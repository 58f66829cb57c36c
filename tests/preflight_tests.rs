//! Preflight check tests.
//!
//! Preflight mirrors the pipeline's precondition checks but is read-only;
//! these tests cover both the verdicts and the no-side-effects contract.

mod helpers;

use batchprep::preflight::{check_recipe, check_recipes_root, CheckStatus};
use helpers::TestEnv;
use std::fs;
use std::os::unix::fs::PermissionsExt;

fn strip_exec_bit(path: &std::path::Path) {
    let mut perms = fs::metadata(path).unwrap().permissions();
    perms.set_mode(0o644);
    fs::set_permissions(path, perms).unwrap();
}

#[test]
fn recipes_root_found() {
    let env = TestEnv::new();

    let result = check_recipes_root(&env.config());

    assert_eq!(result.status, CheckStatus::Pass);
}

#[test]
fn recipes_root_missing_fails() {
    let env = TestEnv::new();
    let mut config = env.config();
    config.recipes_dir = env.base_dir.join("not_a_recipes_root");

    let result = check_recipes_root(&config);

    assert_eq!(result.status, CheckStatus::Fail);
    assert!(result.details.unwrap().contains("RECIPES_DIR"));
}

#[test]
fn complete_recipe_passes() {
    let env = TestEnv::new();
    let dir = env.create_recipe("meetup");
    let launch = dir.join("launch.sh");
    let mut perms = fs::metadata(&launch).unwrap().permissions();
    perms.set_mode(0o755);
    fs::set_permissions(&launch, perms).unwrap();

    let results = check_recipe(&env.config(), "meetup");

    assert!(results.iter().all(|r| r.status == CheckStatus::Pass));
}

#[test]
fn non_executable_launch_script_warns() {
    let env = TestEnv::new();
    let dir = env.create_recipe("meetup");
    strip_exec_bit(&dir.join("launch.sh"));

    let results = check_recipe(&env.config(), "meetup");

    let launch = results.iter().find(|r| r.name == "launch.sh").unwrap();
    assert_eq!(launch.status, CheckStatus::Warn);
}

#[test]
fn missing_recipe_dir_is_a_single_failure() {
    let env = TestEnv::new();

    let results = check_recipe(&env.config(), "ghost");

    assert_eq!(results.len(), 1);
    assert_eq!(results[0].status, CheckStatus::Fail);
    assert!(results[0].details.as_ref().unwrap().contains("ghost"));
}

#[test]
fn missing_recipe_files_fail() {
    let env = TestEnv::new();
    fs::create_dir_all(env.recipes_dir.join("empty")).unwrap();

    let results = check_recipe(&env.config(), "empty");

    let failed: Vec<_> = results
        .iter()
        .filter(|r| r.status == CheckStatus::Fail)
        .map(|r| r.name.as_str())
        .collect();
    assert!(failed.contains(&"Dockerfile"));
    assert!(failed.contains(&"launch.sh"));
}

#[test]
fn preflight_does_not_chmod() {
    let env = TestEnv::new();
    let dir = env.create_recipe("meetup");
    let launch = dir.join("launch.sh");
    strip_exec_bit(&launch);

    check_recipe(&env.config(), "meetup");

    let mode = fs::metadata(&launch).unwrap().permissions().mode();
    assert_eq!(mode & 0o111, 0, "preflight must not mark the script executable");
}
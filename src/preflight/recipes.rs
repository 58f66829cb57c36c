//! Recipe precondition checks.
//!
//! Mirrors the validation the publish pipeline performs, but without side
//! effects: preflight reports, it does not chmod.

use std::os::unix::fs::PermissionsExt;

use crate::config::Config;
use crate::recipe::{DESCRIPTOR, LAUNCH_SCRIPT};

use super::types::CheckResult;

/// Check the recipes root exists.
pub fn check_recipes_root(config: &Config) -> CheckResult {
    if config.recipes_dir.is_dir() {
        CheckResult::pass_with("recipes root", &config.recipes_dir.display().to_string())
    } else {
        CheckResult::fail(
            "recipes root",
            &format!(
                "Not found: {}. Create it or set RECIPES_DIR.",
                config.recipes_dir.display()
            ),
        )
    }
}

/// Check one recipe's preconditions.
pub fn check_recipe(config: &Config, name: &str) -> Vec<CheckResult> {
    let mut results = Vec::new();
    let dir = config.recipes_dir.join(name);

    if !dir.is_dir() {
        results.push(CheckResult::fail(
            "recipe directory",
            &format!("Not found: {}", dir.display()),
        ));
        return results;
    }
    results.push(CheckResult::pass_with(
        "recipe directory",
        &dir.display().to_string(),
    ));

    let descriptor = dir.join(DESCRIPTOR);
    if descriptor.is_file() {
        results.push(CheckResult::pass(DESCRIPTOR));
    } else {
        results.push(CheckResult::fail(
            DESCRIPTOR,
            &format!("Not found: {}", descriptor.display()),
        ));
    }

    let launch = dir.join(LAUNCH_SCRIPT);
    if !launch.is_file() {
        results.push(CheckResult::fail(
            LAUNCH_SCRIPT,
            &format!("Not found: {}", launch.display()),
        ));
    } else if is_executable(&launch) {
        results.push(CheckResult::pass(LAUNCH_SCRIPT));
    } else {
        results.push(CheckResult::warn(
            LAUNCH_SCRIPT,
            "Not executable yet (publish will mark it)",
        ));
    }

    results
}

fn is_executable(path: &std::path::Path) -> bool {
    std::fs::metadata(path)
        .map(|m| m.permissions().mode() & 0o111 != 0)
        .unwrap_or(false)
}
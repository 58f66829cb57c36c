//! ECR repository, credential and authentication operations.
//!
//! All registry work is delegated to the `aws` and `docker` CLIs; nothing
//! here talks to AWS directly.

use anyhow::{bail, Context, Result};

use crate::config::Config;
use crate::docker::BuildArg;
use crate::process::Cmd;

/// Marker ECR puts on stderr when a described repository does not exist.
const NOT_FOUND_MARKER: &str = "RepositoryNotFoundException";

/// Ensure the ECR repository `name` exists, creating it if absent.
///
/// The probe failure is only treated as "create it" when ECR reports the
/// repository as missing; any other failure (credentials, network) aborts.
pub fn ensure_repository(config: &Config, name: &str) -> Result<()> {
    let probe = Cmd::new("aws")
        .args(["ecr", "describe-repositories", "--repository-names", name])
        .args(["--profile", config.profile.as_str()])
        .args(["--region", config.region.as_str()])
        .allow_fail()
        .run()?;

    if probe.success() {
        println!("  Repository '{}' already exists", name);
        return Ok(());
    }

    if !is_not_found(&probe.stderr) {
        bail!(
            "Failed to query repository '{}' (exit code {}):\n{}",
            name,
            probe.code(),
            probe.stderr_trimmed()
        );
    }

    println!("  Creating repository '{}'", name);
    Cmd::new("aws")
        .args(["ecr", "create-repository", "--repository-name", name])
        .args(["--profile", config.profile.as_str()])
        .args(["--region", config.region.as_str()])
        .error_msg(format!("Failed to create repository '{}'", name))
        .run()?;

    Ok(())
}

/// Classify a describe-repositories failure: true when the repository is
/// simply absent, false for anything else (auth, network, malformed call).
fn is_not_found(stderr: &str) -> bool {
    stderr.contains(NOT_FOUND_MARKER)
}

/// Resolve the registry host: the configured override, or
/// `<account>.dkr.ecr.<region>.amazonaws.com` derived from the caller's
/// account id.
pub fn registry_host(config: &Config) -> Result<String> {
    if let Some(host) = &config.registry {
        return Ok(host.clone());
    }

    let account = account_id(config)?;
    Ok(format!("{}.dkr.ecr.{}.amazonaws.com", account, config.region))
}

/// Look up the account id for the active profile.
fn account_id(config: &Config) -> Result<String> {
    let result = Cmd::new("aws")
        .args(["sts", "get-caller-identity", "--output", "json"])
        .args(["--profile", config.profile.as_str()])
        .args(["--region", config.region.as_str()])
        .error_msg("Failed to resolve account id")
        .run()?;

    let identity: serde_json::Value = serde_json::from_str(result.stdout_trimmed())
        .context("Unexpected get-caller-identity output")?;

    identity["Account"]
        .as_str()
        .map(|s| s.to_string())
        .context("get-caller-identity returned no Account field")
}

/// Resolve the active profile's access key pair as build args.
///
/// Only runs when the caller passed `--forward-credentials`; recipes that
/// need AWS access inside the image receive the keys explicitly instead of
/// inheriting ambient environment state.
pub fn profile_credentials(config: &Config) -> Result<Vec<BuildArg>> {
    let mut args = Vec::new();

    for (env_name, config_key) in [
        ("AWS_ACCESS_KEY_ID", "aws_access_key_id"),
        ("AWS_SECRET_ACCESS_KEY", "aws_secret_access_key"),
    ] {
        let result = Cmd::new("aws")
            .args(["configure", "get", config_key])
            .args(["--profile", config.profile.as_str()])
            .error_msg(format!(
                "Failed to read {} for profile '{}'",
                config_key, config.profile
            ))
            .run()?;

        let value = result.stdout_trimmed();
        if value.is_empty() {
            bail!("Profile '{}' has no {}", config.profile, config_key);
        }
        args.push(BuildArg {
            key: env_name.to_string(),
            value: value.to_string(),
        });
    }

    Ok(args)
}

/// Authenticate the local docker engine against the registry.
pub fn login(config: &Config, registry: &str) -> Result<()> {
    let password = Cmd::new("aws")
        .args(["ecr", "get-login-password"])
        .args(["--profile", config.profile.as_str()])
        .args(["--region", config.region.as_str()])
        .error_msg("Failed to obtain registry password")
        .run()?;

    Cmd::new("docker")
        .args(["login", "--username", "AWS", "--password-stdin", registry])
        .stdin(password.stdout_trimmed())
        .error_msg(format!("docker login to {} failed", registry))
        .run()?;

    Ok(())
}

/// Fully qualified image reference for a package.
pub fn image_uri(registry: &str, name: &str) -> String {
    format!("{}/{}:latest", registry, name)
}
//! Configuration management for batchprep.
//!
//! Reads configuration from environment variables (optionally seeded from a
//! .env file, loaded in main). Everything has a default; nothing is required.

use std::path::{Path, PathBuf};

/// Default AWS region.
pub const DEFAULT_REGION: &str = "eu-west-2";

/// Default credential/configuration profile.
pub const DEFAULT_PROFILE: &str = "default";

/// Directory under the base dir holding one recipe per package.
pub const DEFAULT_RECIPES_DIR: &str = "docker_recipes";

/// batchprep configuration.
#[derive(Debug, Clone)]
pub struct Config {
    /// Profile passed to every aws CLI call (default: "default")
    pub profile: String,
    /// AWS region (default: eu-west-2)
    pub region: String,
    /// Explicit registry host; derived from the account id when unset
    pub registry: Option<String>,
    /// Root directory holding recipe directories
    pub recipes_dir: PathBuf,
}

impl Config {
    /// Load configuration from the environment.
    ///
    /// Recognised variables: `AWS_PROFILE`, `AWS_REGION`, `ECR_REGISTRY`,
    /// `RECIPES_DIR`. A relative `RECIPES_DIR` is resolved against
    /// `base_dir`. Empty values are treated as unset.
    pub fn load(base_dir: &Path) -> Self {
        let get = |key: &str| std::env::var(key).ok().filter(|v| !v.is_empty());

        let profile = get("AWS_PROFILE").unwrap_or_else(|| DEFAULT_PROFILE.to_string());
        let region = get("AWS_REGION").unwrap_or_else(|| DEFAULT_REGION.to_string());
        let registry = get("ECR_REGISTRY");

        let recipes_dir = get("RECIPES_DIR")
            .map(|s| {
                let path = PathBuf::from(s);
                if path.is_absolute() {
                    path
                } else {
                    base_dir.join(path)
                }
            })
            .unwrap_or_else(|| base_dir.join(DEFAULT_RECIPES_DIR));

        Self {
            profile,
            region,
            registry,
            recipes_dir,
        }
    }

    /// Print configuration for `show config`.
    pub fn print(&self) {
        println!("Configuration:");
        println!("  AWS_PROFILE: {}", self.profile);
        println!("  AWS_REGION: {}", self.region);
        match &self.registry {
            Some(registry) => println!("  ECR_REGISTRY: {}", registry),
            None => println!("  ECR_REGISTRY: (derived from account id)"),
        }
        println!("  RECIPES_DIR: {}", self.recipes_dir.display());
        if self.recipes_dir.is_dir() {
            println!("  Recipes root: FOUND");
        } else {
            println!("  Recipes root: NOT FOUND (create it or set RECIPES_DIR)");
        }
    }
}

_ _ _

## What the task asks
Would you copy, word for word, only the lines from the start of the listing to the one that contains "let mut perms = fs::metadata(path).unwrap().permissions();", both included?

## Exercise output
repository 58f66829cb57c36c
filename tests/preflight_tests.rs
//! Preflight check tests.
//!
//! Preflight mirrors the pipeline's precondition checks but is read-only;
//! these tests cover both the verdicts and the no-side-effects contract.

mod helpers;

use batchprep::preflight::{check_recipe, check_recipes_root, CheckStatus};
use helpers::TestEnv;
use std::fs;
use std::os::unix::fs::PermissionsExt;

fn strip_exec_bit(path: &std::path::Path) {
    let mut perms = fs::metadata(path).unwrap().permissions();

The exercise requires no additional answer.